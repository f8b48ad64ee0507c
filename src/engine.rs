//! Resolution engine
//!
//! Locates the registration for a contract, builds and caches its pipeline
//! on first use, and runs it in a fresh [`Frame`]. This is the only place a
//! [`Fault`] is turned into a [`ResolutionError`].
//!
//! A contract with no registration of its own can still resolve when it is:
//!
//! 1. a closed generic whose open definition is registered,
//! 2. an array type, collecting every registration of its element type, or
//! 3. a constructible concrete type the metadata provider describes.

use crate::catalog::TypeCatalog;
use crate::contract::Contract;
use crate::error::{BoxError, Fault, ResolutionError};
use crate::injection::ResolverOverride;
use crate::metadata::{MetadataProvider, Value};
use crate::pipeline::{CallGraph, Frame, Pipeline, PipelineStrategy};
use crate::provider::Injectable;
use crate::registration::RegistrationManager;
use crate::scope::{Located, Scope};
use crate::selection::{self, MatchRank};
use crate::types::TypeDescriptor;
use std::fmt;
use std::sync::Arc;

#[cfg(feature = "logging")]
use tracing::{debug, trace};

/// State shared by a container tree: configuration and the metadata provider
pub(crate) struct Runtime {
    strategy: PipelineStrategy,
    max_depth: usize,
    provider: Arc<dyn MetadataProvider>,
    /// Set when the provider is the built-in catalog, so types can be described later
    catalog: Option<Arc<TypeCatalog>>,
}

impl Runtime {
    pub(crate) fn new(
        strategy: PipelineStrategy,
        max_depth: usize,
        provider: Arc<dyn MetadataProvider>,
        catalog: Option<Arc<TypeCatalog>>,
    ) -> Self {
        Self {
            strategy,
            max_depth,
            provider,
            catalog,
        }
    }

    #[inline]
    pub(crate) fn provider(&self) -> &dyn MetadataProvider {
        &*self.provider
    }

    #[inline]
    pub(crate) fn catalog(&self) -> Option<&Arc<TypeCatalog>> {
        self.catalog.as_ref()
    }

    #[inline]
    pub(crate) fn strategy(&self) -> PipelineStrategy {
        self.strategy
    }

    #[inline]
    pub(crate) fn max_depth(&self) -> usize {
        self.max_depth
    }
}

impl fmt::Debug for Runtime {
    fn fmt(&self, f: &mut fmt::Formatter<'_>) -> fmt::Result {
        f.debug_struct("Runtime")
            .field("strategy", &self.strategy)
            .field("max_depth", &self.max_depth)
            .field("catalog", &self.catalog)
            .finish()
    }
}

// =============================================================================
// Entry points
// =============================================================================

/// Resolve `contract` from `scope` as a new top-level call
pub(crate) fn resolve(
    runtime: &Runtime,
    scope: &Arc<Scope>,
    contract: &Contract,
    overrides: &[ResolverOverride],
) -> Result<Value, ResolutionError> {
    #[cfg(feature = "logging")]
    trace!(
        target: "injector_runtime",
        contract = %contract,
        overrides = overrides.len(),
        "Resolving contract"
    );

    let graph = CallGraph::new(overrides);
    resolve_contract(runtime, scope, &graph, None, contract.clone()).map_err(|fault| {
        #[cfg(feature = "logging")]
        debug!(
            target: "injector_runtime",
            contract = %contract,
            kind = ?fault.kind(),
            failing = fault.contract(),
            "Resolution failed"
        );

        ResolutionError::from_fault(contract, fault)
    })
}

/// Resolve `contract` within an existing call graph
pub(crate) fn resolve_contract(
    runtime: &Runtime,
    scope: &Arc<Scope>,
    graph: &CallGraph<'_>,
    parent: Option<&Frame<'_>>,
    contract: Contract,
) -> Result<Value, Fault> {
    run(runtime, scope, graph, parent, &contract).map_err(|fault| fault.through(&contract))
}

fn run(
    runtime: &Runtime,
    scope: &Arc<Scope>,
    graph: &CallGraph<'_>,
    parent: Option<&Frame<'_>>,
    contract: &Contract,
) -> Result<Value, Fault> {
    if scope.is_disposed() {
        return Err(Fault::disposed(contract));
    }

    let depth = parent.map_or(1, |frame| frame.depth + 1);
    if depth > runtime.max_depth {
        return Err(Fault::too_deep(contract, runtime.max_depth));
    }
    if let Some(parent) = parent {
        if std::iter::once(parent)
            .chain(parent.ancestors())
            .any(|frame| frame.contract == *contract)
        {
            return Err(Fault::circular(contract));
        }
    }

    let located = match scope.lookup(contract) {
        Some(located) => located,
        None => match close_open_generic(runtime, scope, contract) {
            Some(located) => located,
            None if contract.ty().is_array() => return resolve_array(runtime, scope, graph, parent, contract),
            None => implicit(runtime, scope, contract).ok_or_else(|| Fault::not_registered(contract))?,
        },
    };
    let Located { registration, owner } = located;

    let pipeline = match registration.pipeline() {
        Some(pipeline) => pipeline,
        None => registration.install_pipeline(Pipeline::build(runtime.strategy, &registration)),
    };

    let mut frame = Frame::new(
        contract.clone(),
        Arc::clone(&registration),
        owner,
        scope,
        runtime,
        graph,
        parent,
        depth,
    );
    pipeline.run(&mut frame)?;
    frame
        .value
        .take()
        .ok_or_else(|| Fault::mismatch(contract, "pipeline completed without producing a value"))
}

// =============================================================================
// Derived registrations
// =============================================================================

/// `ty` as the metadata provider describes it, so closed generics carry
/// their definition link
fn canonical(runtime: &Runtime, ty: &TypeDescriptor) -> TypeDescriptor {
    if ty.is_closed_generic() {
        return ty.clone();
    }
    runtime
        .provider()
        .metadata(ty)
        .map_or_else(|| ty.clone(), |metadata| metadata.ty().clone())
}

/// Materialize the closed form of a registered open generic mapping
fn close_open_generic(runtime: &Runtime, scope: &Arc<Scope>, contract: &Contract) -> Option<Located> {
    let closed = canonical(runtime, contract.ty());
    let definition = closed.definition()?;
    let Located {
        registration: open,
        owner,
    } = scope.lookup(&contract.with_type(definition.clone()))?;

    let build = match open.mapped_type() {
        Some(mapped) if mapped.is_generic_definition() => {
            runtime.provider().close_generic(mapped, closed.arguments())?
        }
        Some(mapped) => mapped.clone(),
        None => return None,
    };

    let contract = contract.with_type(closed);
    let stale = match owner.local(&contract) {
        Some(existing) if owner.is_current(&existing) => {
            return Some(Located {
                registration: existing,
                owner,
            });
        }
        Some(existing) => Some(existing.id()),
        None => None,
    };

    #[cfg(feature = "logging")]
    debug!(
        target: "injector_runtime",
        contract = %contract,
        open = %open.contract(),
        build = build.name(),
        "Closing open generic registration"
    );

    let registration = owner.install_over(stale, Arc::new(open.close(contract, build)));
    Some(Located { registration, owner })
}

/// Register an unregistered constructible type in the resolving scope
fn implicit(runtime: &Runtime, scope: &Arc<Scope>, contract: &Contract) -> Option<Located> {
    let metadata = runtime.provider().metadata(contract.ty())?;
    if !metadata.is_constructible() {
        return None;
    }

    #[cfg(feature = "logging")]
    trace!(
        target: "injector_runtime",
        contract = %contract,
        "Building unregistered type implicitly"
    );

    let stale = scope
        .local(contract)
        .filter(|existing| !scope.is_current(existing))
        .map(|existing| existing.id());
    let registration = scope.install_over(stale, Arc::new(RegistrationManager::implicit(contract.clone())));
    Some(Located {
        registration,
        owner: Arc::clone(scope),
    })
}

/// Every visible registration of the element type, in registration order
fn resolve_array(
    runtime: &Runtime,
    scope: &Arc<Scope>,
    graph: &CallGraph<'_>,
    parent: Option<&Frame<'_>>,
    contract: &Contract,
) -> Result<Value, Fault> {
    let Some(element) = contract.ty().element() else {
        return Err(Fault::not_registered(contract));
    };
    let element = canonical(runtime, element);

    let mut contracts: Vec<(u64, Contract)> = scope
        .registrations_of(&element)
        .into_iter()
        .map(|entry| (entry.id(), entry.contract().clone()))
        .collect();
    if let Some(definition) = element.definition() {
        for entry in scope.registrations_of(definition) {
            let closed = entry.contract().with_type(element.clone());
            if !contracts.iter().any(|(_, c)| *c == closed) {
                contracts.push((entry.id(), closed));
            }
        }
        contracts.sort_by_key(|(id, _)| *id);
    }

    #[cfg(feature = "logging")]
    trace!(
        target: "injector_runtime",
        contract = %contract,
        items = contracts.len(),
        "Resolving array"
    );

    let items = contracts
        .into_iter()
        .map(|(_, item)| resolve_contract(runtime, scope, graph, parent, item))
        .collect::<Result<Vec<Value>, Fault>>()?;
    Ok(Arc::new(items) as Value)
}

/// How well the scope can satisfy a dependency on `contract`, without
/// building anything
pub(crate) fn rank_dependency(runtime: &Runtime, scope: &Arc<Scope>, contract: &Contract) -> MatchRank {
    if scope.is_registered(contract) {
        return MatchRank::ExactMatch;
    }
    let ty = canonical(runtime, contract.ty());
    if ty.is_array() {
        return MatchRank::Compatible;
    }
    let layer = selection::final_type(&ty, |layer| scope.is_registered(&contract.with_type(layer.clone())));
    if layer != ty {
        return MatchRank::Compatible;
    }
    match runtime.provider().metadata(&ty) {
        Some(metadata) if metadata.is_constructible() => MatchRank::Compatible,
        _ => MatchRank::NoMatch,
    }
}

// =============================================================================
// Helpers
// =============================================================================

/// Convert an error returned by a user callback into a fault.
///
/// Faults raised by nested resolutions inside the callback keep their kind.
pub(crate) fn callback_fault(contract: &Contract, what: &str, error: BoxError) -> Fault {
    match error.downcast::<Fault>() {
        Ok(fault) => *fault,
        Err(error) => Fault::construction(contract, format!("{} failed: {}", what, error), error),
    }
}

#[inline]
pub(crate) fn downcast<T: Injectable>(value: Value) -> Result<Arc<T>, Value> {
    value.downcast::<T>()
}

/// Unwrap an interface view stored as `Arc<Arc<dyn I>>`
#[inline]
pub(crate) fn downcast_trait<I: ?Sized + Send + Sync + 'static>(value: Value) -> Result<Arc<I>, Value> {
    value.downcast::<Arc<I>>().map(Arc::unwrap_or_clone)
}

###

▶ _REQUIRED WORK_:
For every line above with the word "stale" in it, make a copy.

▶ _SOLUTION TO THE PROBLEM_:
    let stale = match owner.local(&contract) {
    let registration = owner.install_over(stale, Arc::new(open.close(contract, build)));
    let stale = scope
    let registration = scope.install_over(stale, Arc::new(RegistrationManager::implicit(contract.clone())));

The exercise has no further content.